**YOUR TASK**
Give back only the lines in the records below from the one with "filename src/stats/mod.rs" to the one with "pub fn name(self)", both inclusive, word for word.

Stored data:
##############################
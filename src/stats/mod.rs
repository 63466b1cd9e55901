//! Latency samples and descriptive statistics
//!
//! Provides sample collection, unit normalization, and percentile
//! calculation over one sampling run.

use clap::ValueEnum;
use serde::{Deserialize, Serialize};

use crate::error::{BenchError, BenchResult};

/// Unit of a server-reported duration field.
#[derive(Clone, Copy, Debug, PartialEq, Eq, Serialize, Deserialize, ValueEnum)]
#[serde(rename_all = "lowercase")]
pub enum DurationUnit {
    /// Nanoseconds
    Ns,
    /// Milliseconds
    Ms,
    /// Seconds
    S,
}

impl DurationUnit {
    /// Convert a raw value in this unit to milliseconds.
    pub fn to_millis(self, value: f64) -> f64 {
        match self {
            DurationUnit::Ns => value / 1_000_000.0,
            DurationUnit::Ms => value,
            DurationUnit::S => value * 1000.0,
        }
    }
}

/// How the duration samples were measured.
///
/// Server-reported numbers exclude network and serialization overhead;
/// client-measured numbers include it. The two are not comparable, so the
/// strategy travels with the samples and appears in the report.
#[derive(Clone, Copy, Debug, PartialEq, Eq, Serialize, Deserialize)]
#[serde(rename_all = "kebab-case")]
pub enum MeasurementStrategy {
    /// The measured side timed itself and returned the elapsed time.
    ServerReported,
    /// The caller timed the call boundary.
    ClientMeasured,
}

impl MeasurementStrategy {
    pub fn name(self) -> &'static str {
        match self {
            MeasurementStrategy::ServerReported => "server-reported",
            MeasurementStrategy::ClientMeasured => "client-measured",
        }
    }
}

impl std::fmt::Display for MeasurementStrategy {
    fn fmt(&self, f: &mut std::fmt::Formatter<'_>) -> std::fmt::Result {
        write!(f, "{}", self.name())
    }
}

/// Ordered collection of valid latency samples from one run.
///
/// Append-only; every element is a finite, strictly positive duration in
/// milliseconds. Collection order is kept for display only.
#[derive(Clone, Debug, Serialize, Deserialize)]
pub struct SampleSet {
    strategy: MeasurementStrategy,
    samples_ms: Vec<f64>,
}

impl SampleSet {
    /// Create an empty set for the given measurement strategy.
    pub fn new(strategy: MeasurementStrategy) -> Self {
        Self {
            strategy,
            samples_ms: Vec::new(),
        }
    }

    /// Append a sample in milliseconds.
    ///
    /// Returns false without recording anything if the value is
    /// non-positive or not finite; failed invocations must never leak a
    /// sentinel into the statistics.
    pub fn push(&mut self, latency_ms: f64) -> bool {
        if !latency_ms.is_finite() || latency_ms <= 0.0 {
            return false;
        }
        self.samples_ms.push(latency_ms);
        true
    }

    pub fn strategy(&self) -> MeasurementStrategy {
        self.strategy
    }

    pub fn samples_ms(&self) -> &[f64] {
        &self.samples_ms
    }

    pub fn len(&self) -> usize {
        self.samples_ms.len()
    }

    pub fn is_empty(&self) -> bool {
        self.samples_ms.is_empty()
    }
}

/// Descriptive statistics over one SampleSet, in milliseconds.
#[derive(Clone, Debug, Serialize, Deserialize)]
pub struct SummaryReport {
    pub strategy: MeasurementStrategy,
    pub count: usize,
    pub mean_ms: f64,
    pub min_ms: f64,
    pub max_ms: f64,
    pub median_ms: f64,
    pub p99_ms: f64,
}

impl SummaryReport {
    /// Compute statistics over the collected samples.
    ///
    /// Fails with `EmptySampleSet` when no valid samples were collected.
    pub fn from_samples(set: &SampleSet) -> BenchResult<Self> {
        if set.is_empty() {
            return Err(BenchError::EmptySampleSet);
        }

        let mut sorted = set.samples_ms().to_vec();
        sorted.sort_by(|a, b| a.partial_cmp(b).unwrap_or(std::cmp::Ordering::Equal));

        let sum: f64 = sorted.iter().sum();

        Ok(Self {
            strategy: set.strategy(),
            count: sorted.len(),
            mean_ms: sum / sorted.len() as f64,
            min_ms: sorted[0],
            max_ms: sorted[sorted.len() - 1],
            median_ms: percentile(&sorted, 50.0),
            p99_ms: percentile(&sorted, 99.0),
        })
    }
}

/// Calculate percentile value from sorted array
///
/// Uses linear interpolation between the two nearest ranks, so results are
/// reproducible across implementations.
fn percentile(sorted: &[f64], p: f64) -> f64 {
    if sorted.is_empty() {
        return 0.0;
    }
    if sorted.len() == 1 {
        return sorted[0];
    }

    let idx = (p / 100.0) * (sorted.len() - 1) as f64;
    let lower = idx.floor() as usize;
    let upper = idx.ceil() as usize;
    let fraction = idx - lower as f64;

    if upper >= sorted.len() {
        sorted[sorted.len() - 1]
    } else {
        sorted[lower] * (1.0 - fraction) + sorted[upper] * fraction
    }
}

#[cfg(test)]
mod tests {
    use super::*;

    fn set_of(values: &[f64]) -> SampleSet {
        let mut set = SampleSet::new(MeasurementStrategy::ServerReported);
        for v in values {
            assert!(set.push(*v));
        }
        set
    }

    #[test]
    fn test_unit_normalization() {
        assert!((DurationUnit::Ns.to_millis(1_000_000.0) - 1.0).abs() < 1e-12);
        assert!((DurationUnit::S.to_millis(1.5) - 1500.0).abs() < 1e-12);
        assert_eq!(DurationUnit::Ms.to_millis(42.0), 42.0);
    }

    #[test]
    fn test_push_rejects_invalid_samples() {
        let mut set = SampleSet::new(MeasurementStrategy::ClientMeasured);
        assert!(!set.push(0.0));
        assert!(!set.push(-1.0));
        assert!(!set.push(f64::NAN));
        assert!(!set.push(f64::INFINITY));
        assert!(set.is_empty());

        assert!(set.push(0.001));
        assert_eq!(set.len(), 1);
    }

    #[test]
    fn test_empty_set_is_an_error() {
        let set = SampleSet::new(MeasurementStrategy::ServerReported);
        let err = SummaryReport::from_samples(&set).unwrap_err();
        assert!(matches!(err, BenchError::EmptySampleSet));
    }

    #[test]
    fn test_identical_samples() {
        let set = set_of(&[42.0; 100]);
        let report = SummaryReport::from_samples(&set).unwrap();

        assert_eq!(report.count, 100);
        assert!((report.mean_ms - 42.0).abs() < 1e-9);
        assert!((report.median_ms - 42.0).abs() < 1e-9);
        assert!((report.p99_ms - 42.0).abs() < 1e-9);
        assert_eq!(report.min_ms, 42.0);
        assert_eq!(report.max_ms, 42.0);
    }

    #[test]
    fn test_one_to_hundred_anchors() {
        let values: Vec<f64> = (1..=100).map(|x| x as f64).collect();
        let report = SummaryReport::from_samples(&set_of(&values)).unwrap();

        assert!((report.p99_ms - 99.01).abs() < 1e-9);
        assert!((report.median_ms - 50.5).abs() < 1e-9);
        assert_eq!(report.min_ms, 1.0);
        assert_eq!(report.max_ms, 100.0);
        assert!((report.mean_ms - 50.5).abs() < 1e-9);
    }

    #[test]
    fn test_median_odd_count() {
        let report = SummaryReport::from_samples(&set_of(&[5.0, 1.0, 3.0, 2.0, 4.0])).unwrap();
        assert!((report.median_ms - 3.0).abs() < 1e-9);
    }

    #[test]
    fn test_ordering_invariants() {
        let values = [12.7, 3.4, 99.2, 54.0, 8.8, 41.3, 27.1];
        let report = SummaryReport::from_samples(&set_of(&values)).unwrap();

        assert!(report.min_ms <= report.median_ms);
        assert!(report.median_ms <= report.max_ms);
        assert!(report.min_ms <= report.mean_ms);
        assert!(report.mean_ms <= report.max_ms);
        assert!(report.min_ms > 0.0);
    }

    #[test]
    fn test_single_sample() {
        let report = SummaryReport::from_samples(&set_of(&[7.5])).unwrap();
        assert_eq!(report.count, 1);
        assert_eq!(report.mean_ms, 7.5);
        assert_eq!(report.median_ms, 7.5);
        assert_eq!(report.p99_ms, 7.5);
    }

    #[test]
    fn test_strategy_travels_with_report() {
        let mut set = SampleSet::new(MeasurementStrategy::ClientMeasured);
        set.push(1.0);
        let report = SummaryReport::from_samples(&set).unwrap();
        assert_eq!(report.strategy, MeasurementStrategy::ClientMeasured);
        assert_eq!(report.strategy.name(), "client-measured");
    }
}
##############################
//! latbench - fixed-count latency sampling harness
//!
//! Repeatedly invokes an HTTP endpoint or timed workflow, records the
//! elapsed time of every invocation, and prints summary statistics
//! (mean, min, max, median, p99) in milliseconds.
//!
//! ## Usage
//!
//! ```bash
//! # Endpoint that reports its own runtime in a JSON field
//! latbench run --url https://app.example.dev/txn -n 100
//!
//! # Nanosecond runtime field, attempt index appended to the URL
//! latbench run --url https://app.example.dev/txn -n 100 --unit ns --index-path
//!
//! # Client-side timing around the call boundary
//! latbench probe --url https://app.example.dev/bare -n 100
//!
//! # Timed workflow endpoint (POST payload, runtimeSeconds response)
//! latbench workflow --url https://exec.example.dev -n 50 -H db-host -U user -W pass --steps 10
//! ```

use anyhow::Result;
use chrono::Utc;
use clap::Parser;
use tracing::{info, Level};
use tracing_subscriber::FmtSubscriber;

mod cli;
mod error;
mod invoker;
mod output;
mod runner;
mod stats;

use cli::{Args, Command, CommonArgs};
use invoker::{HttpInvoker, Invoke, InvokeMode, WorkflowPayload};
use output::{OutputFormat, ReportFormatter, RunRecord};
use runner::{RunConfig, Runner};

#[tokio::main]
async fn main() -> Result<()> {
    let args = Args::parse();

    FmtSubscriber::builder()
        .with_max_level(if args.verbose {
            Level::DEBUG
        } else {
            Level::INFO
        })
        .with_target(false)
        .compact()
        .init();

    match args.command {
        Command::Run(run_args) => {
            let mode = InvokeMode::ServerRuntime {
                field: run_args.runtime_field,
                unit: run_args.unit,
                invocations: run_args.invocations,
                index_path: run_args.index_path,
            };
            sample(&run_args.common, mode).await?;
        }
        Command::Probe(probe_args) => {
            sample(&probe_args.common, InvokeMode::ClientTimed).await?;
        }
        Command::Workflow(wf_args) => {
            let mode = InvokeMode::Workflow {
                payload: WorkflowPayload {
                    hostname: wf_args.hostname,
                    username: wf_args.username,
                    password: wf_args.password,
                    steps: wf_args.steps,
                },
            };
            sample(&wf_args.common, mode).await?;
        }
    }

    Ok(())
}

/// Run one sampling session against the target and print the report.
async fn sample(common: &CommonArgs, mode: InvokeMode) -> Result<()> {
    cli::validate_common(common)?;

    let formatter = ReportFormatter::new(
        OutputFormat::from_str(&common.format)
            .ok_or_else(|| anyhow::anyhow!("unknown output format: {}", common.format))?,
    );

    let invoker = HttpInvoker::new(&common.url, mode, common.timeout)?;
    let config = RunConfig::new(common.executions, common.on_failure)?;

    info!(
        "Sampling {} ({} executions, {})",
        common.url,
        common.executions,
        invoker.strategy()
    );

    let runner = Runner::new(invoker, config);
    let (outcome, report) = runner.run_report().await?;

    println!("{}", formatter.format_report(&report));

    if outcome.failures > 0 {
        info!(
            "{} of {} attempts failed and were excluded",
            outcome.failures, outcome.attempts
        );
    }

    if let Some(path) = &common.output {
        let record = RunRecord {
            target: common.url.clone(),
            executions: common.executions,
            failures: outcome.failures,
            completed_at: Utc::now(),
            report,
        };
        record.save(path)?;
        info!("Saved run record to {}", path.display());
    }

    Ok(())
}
##############################
**YOUR RESPONSE**
filename src/stats/mod.rs
repository 63466b1cd9e55901
//! Latency samples and descriptive statistics
//!
//! Provides sample collection, unit normalization, and percentile
//! calculation over one sampling run.

use clap::ValueEnum;
use serde::{Deserialize, Serialize};

use crate::error::{BenchError, BenchResult};

/// Unit of a server-reported duration field.
#[derive(Clone, Copy, Debug, PartialEq, Eq, Serialize, Deserialize, ValueEnum)]
#[serde(rename_all = "lowercase")]
pub enum DurationUnit {
    /// Nanoseconds
    Ns,
    /// Milliseconds
    Ms,
    /// Seconds
    S,
}

impl DurationUnit {
    /// Convert a raw value in this unit to milliseconds.
    pub fn to_millis(self, value: f64) -> f64 {
        match self {
            DurationUnit::Ns => value / 1_000_000.0,
            DurationUnit::Ms => value,
            DurationUnit::S => value * 1000.0,
        }
    }
}

/// How the duration samples were measured.
///
/// Server-reported numbers exclude network and serialization overhead;
/// client-measured numbers include it. The two are not comparable, so the
/// strategy travels with the samples and appears in the report.
#[derive(Clone, Copy, Debug, PartialEq, Eq, Serialize, Deserialize)]
#[serde(rename_all = "kebab-case")]
pub enum MeasurementStrategy {
    /// The measured side timed itself and returned the elapsed time.
    ServerReported,
    /// The caller timed the call boundary.
    ClientMeasured,
}

impl MeasurementStrategy {
    pub fn name(self) -> &'static str {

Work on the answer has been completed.